(Updated at 11:05 a.m.) Dozens of students who will be attending the new elementary school at Williamsburg Middle School’s campus participated in the new school’s groundbreaking yesterday afternoon.
The approximately 97,000-square-foot elementary school is planned to open before the 2015 school year. The school is planned to be one of the few schools in the country to be energy neutral, meaning the energy it generates with solar panels and other sources will be enough to completely power the school.
“We won’t be relying on Dominion Power,” Arlington Public Schools Director of Facilities Planning Scott Prisco said during the groundbreaking ceremony, held in the Williamsburg gymnasium. “It’s important to show the idea of sustainable design… can look absolutely stellar.”
The new school doesn’t have a name yet — APS spokesman Frank Bellavia said that will come after a principal is hired and there is community outreach to settle on the proper name — but Superintendent Patrick Murphy tried to imbue upon the future students that they were becoming a part of history.

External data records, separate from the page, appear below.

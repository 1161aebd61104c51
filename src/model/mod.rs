//! The graph data model: nodes, edges, paths, and the principal view the
//! driver assembles from a batch of query results.

pub mod edge;
pub mod node;
pub mod path;
pub mod user;

pub use edge::{Edge, EdgeType};
pub use node::{Node, NodeKind, PropertyValue};
pub use path::{Path, PrincipalView};
pub use user::{UacFlag, UserExtras, derive_uac_flags, principal_properties};

/// A `User` node plus its derived extras. Polymorphic graph operations work
/// with plain [`Node`]s; anything that needs UAC flags, group membership,
/// or observed outbound edges goes through this wrapper instead.
#[derive(Debug, Clone, PartialEq)]
pub struct User {
    pub node: Node,
    pub extras: UserExtras,
}

impl User {
    #[must_use]
    pub fn from_node(node: Node) -> Self {
        let uac_flags = derive_uac_flags(&node);
        Self {
            node,
            extras: UserExtras {
                uac_flags,
                memberof: Vec::new(),
                edges: Vec::new(),
            },
        }
    }

    #[must_use]
    pub fn id(&self) -> &str {
        &self.node.id
    }

    #[must_use]
    pub fn name(&self) -> Option<&str> {
        self.node.name()
    }

    /// Resolve a property on this user following the full fallback chain:
    /// raw bag → `memberof`/`edges` extras → generic-properties default →
    /// principal-properties default → UAC-flag membership (synthesized as a
    /// bool). Returns an owned value because the synthesized steps don't
    /// borrow from anything.
    #[must_use]
    pub fn property(&self, name: &str) -> Option<PropertyValue> {
        let lower = name.to_ascii_lowercase();
        if let Some(value) = self.node.raw_property(&lower) {
            return Some(value.clone());
        }
        if lower == "memberof" {
            return Some(PropertyValue::List(self.extras.memberof.clone()));
        }
        if lower == "edges" {
            return Some(PropertyValue::List(
                self.extras.edges.iter().map(|e| e.wire_str().to_string()).collect(),
            ));
        }
        if let Some(value) = node::generic_properties().get(lower.as_str()) {
            return Some(value.clone());
        }
        if let Some(value) = principal_properties().get(lower.as_str()) {
            return Some(value.clone());
        }
        uac_flag_named(name).map(|flag| PropertyValue::Bool(self.extras.has_flag(flag)))
    }
}

fn uac_flag_named(name: &str) -> Option<UacFlag> {
    let upper = name.to_ascii_uppercase();
    [
        UacFlag::AccountDisable,
        UacFlag::PasswdNotReqd,
        UacFlag::DontExpirePasswd,
        UacFlag::TrustedForDelegation,
        UacFlag::NotDelegated,
        UacFlag::DontRequirePreauth,
        UacFlag::TrustedToAuthenticateForDelegation,
    ]
    .into_iter()
    .find(|flag| flag.as_str() == upper)
}

#[cfg(test)]
mod tests {
    use super::*;
    use std::collections::HashMap;

    #[test]
    fn user_property_falls_through_to_principal_default() {
        let node = Node::new("1", NodeKind::User, HashMap::new());
        let user = User::from_node(node);
        assert_eq!(
            user.property("dontreqpreauth"),
            Some(PropertyValue::Bool(false))
        );
    }

    #[test]
    fn user_property_falls_through_to_generic_default_before_uac_flag() {
        let node = Node::new("1", NodeKind::User, HashMap::new());
        let user = User::from_node(node);
        assert_eq!(
            user.property("admincount"),
            Some(PropertyValue::Bool(false))
        );
    }

    #[test]
    fn user_property_synthesizes_uac_flag_membership() {
        let props = HashMap::from([("sensitive".to_string(), PropertyValue::Bool(true))]);
        let node = Node::new("1", NodeKind::User, props);
        let user = User::from_node(node);
        assert_eq!(
            user.property("NOT_DELEGATED"),
            Some(PropertyValue::Bool(true))
        );
        assert_eq!(
            user.property("ACCOUNTDISABLE"),
            Some(PropertyValue::Bool(false))
        );
    }

    #[test]
    fn user_property_reads_memberof_and_edges_from_extras() {
        let node = Node::new("1", NodeKind::User, HashMap::new());
        let mut user = User::from_node(node);
        user.extras.memberof.push("Domain Admins".to_string());
        user.extras.observe_edge(edge::EdgeType::GenericAll);

        assert_eq!(
            user.property("memberof"),
            Some(PropertyValue::List(vec!["Domain Admins".to_string()]))
        );
        assert_eq!(
            user.property("edges"),
            Some(PropertyValue::List(vec!["GenericAll".to_string()]))
        );
    }

    #[test]
    fn user_property_prefers_raw_bag_over_every_default() {
        let props = HashMap::from([(
            "dontreqpreauth".to_string(),
            PropertyValue::Bool(true),
        )]);
        let node = Node::new("1", NodeKind::User, props);
        let user = User::from_node(node);
        assert_eq!(
            user.property("dontreqpreauth"),
            Some(PropertyValue::Bool(true))
        );
    }
}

“When you’re my age or even older, you can reflect on that you were a part of this groundbreaking for this school,” he said to the dozens of children in attendance.
The construction is expected to cost about $35 million, for a total school cost of $46.5 million. Prisco said yesterday that the project is within budget so far. School Board Chair Abby Raphael beamed when discussing the process of getting the school built and approved.
“It was a really positive boundary process, and that doesn’t happen very often,” she said. “The school is not just a building, it’s a community.”